▶ Exercise prompt: List all the lines in these records that hold "loader".

▶ Data listing:
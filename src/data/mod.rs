/// Data layer: launch records, loading, and filtering.
///
/// Architecture:
/// ```text
///  .csv / .json / .parquet
///        │
///        ▼
///   ┌──────────┐
///   │  loader   │  parse + validate rows → Dataset
///   └──────────┘
///        │
///        ▼
///   ┌──────────┐
///   │  Dataset  │  Vec<LaunchRecord>, payload bounds, site list
///   └──────────┘
///        │
///        ▼
///   ┌──────────┐
///   │  filter   │  (Dataset, FilterSelection) → PieSlice / ScatterPoint
///   └──────────┘
/// ```

pub mod filter;
pub mod loader;
pub mod model;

▶ Response:
///   │  loader   │  parse + validate rows → Dataset
pub mod loader;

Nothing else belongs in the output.